• [Work to complete] If a line of the data contains the word "tracing", it is counted; report how many such lines there are and nothing else.

• [Provided data]
#####

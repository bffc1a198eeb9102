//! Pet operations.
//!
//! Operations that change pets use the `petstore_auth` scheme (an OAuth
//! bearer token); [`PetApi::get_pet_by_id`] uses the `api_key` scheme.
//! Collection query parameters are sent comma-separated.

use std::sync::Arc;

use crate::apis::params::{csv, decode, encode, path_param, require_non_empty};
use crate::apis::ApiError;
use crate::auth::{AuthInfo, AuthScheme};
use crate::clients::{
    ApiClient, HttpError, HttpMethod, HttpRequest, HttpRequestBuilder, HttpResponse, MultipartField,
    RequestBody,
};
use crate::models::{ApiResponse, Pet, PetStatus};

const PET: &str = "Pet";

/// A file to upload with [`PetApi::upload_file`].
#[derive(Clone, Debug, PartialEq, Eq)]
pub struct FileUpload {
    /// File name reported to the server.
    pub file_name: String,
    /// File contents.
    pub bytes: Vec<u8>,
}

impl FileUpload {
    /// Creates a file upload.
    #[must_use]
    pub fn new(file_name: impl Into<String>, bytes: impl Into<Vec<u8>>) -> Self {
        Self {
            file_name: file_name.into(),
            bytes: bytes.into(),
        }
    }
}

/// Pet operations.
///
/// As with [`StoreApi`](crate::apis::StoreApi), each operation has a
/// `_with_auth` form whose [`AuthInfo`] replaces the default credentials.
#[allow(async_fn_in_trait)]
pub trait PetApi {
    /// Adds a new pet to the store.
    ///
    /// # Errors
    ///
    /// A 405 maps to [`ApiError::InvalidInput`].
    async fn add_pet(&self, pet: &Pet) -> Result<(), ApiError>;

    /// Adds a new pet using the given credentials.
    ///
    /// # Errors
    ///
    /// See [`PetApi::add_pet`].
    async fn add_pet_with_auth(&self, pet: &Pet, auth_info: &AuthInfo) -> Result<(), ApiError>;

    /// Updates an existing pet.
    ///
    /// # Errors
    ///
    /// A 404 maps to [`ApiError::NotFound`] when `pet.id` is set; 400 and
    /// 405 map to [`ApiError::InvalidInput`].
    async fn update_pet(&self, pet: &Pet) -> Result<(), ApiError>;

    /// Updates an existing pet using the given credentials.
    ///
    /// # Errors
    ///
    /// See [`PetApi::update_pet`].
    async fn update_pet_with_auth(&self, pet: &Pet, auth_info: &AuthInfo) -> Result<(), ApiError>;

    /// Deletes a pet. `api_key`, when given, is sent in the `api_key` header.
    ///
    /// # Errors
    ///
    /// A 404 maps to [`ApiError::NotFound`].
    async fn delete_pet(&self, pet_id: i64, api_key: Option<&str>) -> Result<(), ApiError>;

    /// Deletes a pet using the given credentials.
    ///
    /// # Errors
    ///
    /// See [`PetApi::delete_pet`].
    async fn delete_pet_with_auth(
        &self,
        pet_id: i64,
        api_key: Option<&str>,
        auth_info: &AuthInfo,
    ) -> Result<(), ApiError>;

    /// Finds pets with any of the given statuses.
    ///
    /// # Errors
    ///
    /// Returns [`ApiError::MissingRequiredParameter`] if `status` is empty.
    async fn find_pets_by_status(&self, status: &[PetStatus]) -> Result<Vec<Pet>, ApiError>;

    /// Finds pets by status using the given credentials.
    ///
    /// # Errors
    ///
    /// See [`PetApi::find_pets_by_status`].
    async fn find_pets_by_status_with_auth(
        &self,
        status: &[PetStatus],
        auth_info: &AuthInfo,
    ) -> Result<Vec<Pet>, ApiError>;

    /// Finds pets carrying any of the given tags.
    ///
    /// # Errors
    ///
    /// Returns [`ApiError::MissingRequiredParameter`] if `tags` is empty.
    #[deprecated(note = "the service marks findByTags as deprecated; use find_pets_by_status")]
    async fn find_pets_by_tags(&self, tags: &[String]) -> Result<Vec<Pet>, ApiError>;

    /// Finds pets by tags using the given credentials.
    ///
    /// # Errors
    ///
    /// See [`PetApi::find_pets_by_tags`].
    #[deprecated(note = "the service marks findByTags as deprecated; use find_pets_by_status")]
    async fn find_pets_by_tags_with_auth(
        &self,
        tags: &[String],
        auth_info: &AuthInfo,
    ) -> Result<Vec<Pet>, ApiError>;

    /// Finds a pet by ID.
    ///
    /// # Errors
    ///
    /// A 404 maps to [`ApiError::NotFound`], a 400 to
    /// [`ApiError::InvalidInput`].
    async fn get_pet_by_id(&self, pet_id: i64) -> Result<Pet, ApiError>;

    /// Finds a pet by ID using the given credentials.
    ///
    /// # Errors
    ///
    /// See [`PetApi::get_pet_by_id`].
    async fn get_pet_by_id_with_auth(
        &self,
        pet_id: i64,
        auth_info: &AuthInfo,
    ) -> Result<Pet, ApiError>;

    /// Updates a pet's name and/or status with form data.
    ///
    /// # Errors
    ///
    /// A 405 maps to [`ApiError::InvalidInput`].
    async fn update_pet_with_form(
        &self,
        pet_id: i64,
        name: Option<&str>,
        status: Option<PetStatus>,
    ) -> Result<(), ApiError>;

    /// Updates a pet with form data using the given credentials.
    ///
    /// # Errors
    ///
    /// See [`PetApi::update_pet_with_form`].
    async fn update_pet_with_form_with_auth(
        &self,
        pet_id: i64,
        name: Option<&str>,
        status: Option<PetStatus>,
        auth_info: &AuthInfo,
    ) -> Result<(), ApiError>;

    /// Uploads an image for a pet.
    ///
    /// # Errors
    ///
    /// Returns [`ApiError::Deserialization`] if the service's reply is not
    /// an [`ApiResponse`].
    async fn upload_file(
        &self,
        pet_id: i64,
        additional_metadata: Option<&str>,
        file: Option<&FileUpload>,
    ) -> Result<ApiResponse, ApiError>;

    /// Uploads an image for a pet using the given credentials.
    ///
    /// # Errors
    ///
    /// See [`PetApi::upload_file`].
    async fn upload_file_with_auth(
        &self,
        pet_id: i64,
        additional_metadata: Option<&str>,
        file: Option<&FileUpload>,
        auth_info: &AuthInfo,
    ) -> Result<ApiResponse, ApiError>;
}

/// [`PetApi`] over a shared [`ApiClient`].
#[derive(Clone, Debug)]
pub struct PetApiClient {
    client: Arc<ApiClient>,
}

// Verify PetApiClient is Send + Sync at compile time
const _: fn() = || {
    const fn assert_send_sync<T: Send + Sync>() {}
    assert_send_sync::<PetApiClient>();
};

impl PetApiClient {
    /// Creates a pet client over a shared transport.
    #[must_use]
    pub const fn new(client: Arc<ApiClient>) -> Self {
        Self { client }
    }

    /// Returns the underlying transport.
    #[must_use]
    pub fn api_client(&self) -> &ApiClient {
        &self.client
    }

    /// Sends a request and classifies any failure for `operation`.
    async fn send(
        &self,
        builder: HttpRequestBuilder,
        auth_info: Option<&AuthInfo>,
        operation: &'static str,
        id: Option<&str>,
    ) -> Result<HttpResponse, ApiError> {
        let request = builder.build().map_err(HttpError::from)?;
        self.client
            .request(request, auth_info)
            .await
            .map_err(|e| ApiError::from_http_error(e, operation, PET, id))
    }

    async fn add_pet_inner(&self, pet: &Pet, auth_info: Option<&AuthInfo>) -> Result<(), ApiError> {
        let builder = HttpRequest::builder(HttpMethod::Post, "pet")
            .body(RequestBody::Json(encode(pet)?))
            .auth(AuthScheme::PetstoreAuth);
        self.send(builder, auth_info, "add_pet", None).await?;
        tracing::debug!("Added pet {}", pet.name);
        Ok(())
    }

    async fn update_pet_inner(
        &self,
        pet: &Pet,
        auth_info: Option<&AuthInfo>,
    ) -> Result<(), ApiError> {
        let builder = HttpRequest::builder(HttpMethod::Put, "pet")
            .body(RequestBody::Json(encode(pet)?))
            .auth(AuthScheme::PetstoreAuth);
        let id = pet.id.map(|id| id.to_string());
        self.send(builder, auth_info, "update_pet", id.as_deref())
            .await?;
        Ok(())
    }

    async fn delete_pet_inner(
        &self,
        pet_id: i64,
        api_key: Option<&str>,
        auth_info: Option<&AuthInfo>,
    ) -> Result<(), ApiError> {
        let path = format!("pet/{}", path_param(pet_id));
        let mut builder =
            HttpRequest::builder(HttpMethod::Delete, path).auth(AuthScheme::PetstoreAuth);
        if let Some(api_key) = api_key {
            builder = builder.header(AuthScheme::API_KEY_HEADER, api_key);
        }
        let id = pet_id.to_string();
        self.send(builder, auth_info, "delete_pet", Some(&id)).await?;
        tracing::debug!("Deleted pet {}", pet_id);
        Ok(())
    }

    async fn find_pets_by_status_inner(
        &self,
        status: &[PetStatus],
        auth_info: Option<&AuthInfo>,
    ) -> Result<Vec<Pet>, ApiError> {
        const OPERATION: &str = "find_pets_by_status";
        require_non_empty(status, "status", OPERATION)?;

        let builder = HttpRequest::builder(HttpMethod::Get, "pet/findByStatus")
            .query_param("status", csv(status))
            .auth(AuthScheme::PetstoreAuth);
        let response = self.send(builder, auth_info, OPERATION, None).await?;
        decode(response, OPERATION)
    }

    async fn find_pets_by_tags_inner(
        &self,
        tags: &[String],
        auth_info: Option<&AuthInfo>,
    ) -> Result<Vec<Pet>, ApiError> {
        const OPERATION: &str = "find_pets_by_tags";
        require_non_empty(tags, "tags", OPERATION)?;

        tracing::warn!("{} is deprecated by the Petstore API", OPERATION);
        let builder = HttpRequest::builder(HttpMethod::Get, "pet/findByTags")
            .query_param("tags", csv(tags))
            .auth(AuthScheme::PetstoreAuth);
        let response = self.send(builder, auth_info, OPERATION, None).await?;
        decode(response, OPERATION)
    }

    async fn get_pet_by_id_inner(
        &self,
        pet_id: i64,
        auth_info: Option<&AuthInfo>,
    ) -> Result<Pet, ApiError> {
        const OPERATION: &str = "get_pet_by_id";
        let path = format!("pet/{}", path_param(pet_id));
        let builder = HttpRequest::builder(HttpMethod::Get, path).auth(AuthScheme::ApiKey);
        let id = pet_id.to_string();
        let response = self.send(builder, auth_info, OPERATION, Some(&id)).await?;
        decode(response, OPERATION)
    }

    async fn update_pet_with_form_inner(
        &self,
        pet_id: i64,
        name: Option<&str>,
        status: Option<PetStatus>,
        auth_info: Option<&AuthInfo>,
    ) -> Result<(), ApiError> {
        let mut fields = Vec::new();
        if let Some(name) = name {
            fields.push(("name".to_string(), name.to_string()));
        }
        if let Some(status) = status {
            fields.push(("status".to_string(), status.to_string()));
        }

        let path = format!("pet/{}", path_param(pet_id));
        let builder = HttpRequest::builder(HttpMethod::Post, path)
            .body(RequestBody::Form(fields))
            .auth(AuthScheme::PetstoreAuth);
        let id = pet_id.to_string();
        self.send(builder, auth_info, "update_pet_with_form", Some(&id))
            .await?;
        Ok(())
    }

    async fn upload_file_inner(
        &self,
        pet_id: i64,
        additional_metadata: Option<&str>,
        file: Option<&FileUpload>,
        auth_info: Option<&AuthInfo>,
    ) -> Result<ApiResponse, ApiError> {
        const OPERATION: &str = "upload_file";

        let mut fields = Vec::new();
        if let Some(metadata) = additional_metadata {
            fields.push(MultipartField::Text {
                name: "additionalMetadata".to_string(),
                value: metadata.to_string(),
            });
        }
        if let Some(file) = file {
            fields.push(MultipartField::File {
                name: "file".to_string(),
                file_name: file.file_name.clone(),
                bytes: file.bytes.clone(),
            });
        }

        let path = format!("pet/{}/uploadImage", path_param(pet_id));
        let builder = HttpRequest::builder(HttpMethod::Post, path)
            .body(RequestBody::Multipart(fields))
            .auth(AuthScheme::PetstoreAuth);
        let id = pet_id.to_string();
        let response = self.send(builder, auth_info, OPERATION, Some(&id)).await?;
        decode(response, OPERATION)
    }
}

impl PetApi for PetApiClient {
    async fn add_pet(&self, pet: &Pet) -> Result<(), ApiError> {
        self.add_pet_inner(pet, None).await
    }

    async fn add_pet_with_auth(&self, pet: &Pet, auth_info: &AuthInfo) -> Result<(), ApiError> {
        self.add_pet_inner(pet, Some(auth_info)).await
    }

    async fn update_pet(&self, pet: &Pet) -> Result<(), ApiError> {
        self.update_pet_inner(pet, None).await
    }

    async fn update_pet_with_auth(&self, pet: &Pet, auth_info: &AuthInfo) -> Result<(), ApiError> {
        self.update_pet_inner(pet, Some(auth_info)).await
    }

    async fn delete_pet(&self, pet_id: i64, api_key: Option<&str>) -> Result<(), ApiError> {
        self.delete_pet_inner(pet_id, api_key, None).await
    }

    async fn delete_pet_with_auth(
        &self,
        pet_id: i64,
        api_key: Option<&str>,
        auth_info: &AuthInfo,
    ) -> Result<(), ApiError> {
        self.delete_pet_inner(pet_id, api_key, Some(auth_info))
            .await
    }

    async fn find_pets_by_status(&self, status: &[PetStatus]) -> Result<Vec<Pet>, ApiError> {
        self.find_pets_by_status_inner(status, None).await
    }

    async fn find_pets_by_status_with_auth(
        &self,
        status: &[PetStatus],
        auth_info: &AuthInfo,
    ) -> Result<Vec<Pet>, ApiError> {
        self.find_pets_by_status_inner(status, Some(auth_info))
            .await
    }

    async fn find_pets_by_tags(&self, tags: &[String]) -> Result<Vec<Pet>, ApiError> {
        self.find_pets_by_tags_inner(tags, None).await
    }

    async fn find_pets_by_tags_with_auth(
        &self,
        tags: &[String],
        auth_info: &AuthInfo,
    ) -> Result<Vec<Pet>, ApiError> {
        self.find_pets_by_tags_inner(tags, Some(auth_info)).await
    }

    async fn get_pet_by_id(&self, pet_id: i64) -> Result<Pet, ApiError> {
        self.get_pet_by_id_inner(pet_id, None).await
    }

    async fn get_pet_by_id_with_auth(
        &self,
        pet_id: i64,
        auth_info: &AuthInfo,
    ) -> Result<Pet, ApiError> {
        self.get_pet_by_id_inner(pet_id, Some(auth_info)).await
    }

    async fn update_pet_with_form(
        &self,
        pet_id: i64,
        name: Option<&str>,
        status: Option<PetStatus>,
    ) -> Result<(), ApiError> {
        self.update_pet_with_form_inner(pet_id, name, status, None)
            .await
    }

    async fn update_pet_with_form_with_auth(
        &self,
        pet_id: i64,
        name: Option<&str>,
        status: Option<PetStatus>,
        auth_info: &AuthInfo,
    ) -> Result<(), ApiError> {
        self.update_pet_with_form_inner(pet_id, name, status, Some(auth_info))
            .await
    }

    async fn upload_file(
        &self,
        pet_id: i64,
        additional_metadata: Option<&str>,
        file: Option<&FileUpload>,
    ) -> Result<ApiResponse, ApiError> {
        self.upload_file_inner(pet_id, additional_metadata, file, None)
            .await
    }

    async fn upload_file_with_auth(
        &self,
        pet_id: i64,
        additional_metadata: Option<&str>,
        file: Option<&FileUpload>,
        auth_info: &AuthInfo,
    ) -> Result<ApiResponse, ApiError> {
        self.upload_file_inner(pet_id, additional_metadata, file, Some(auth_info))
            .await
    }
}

#####

• [Written answer] 3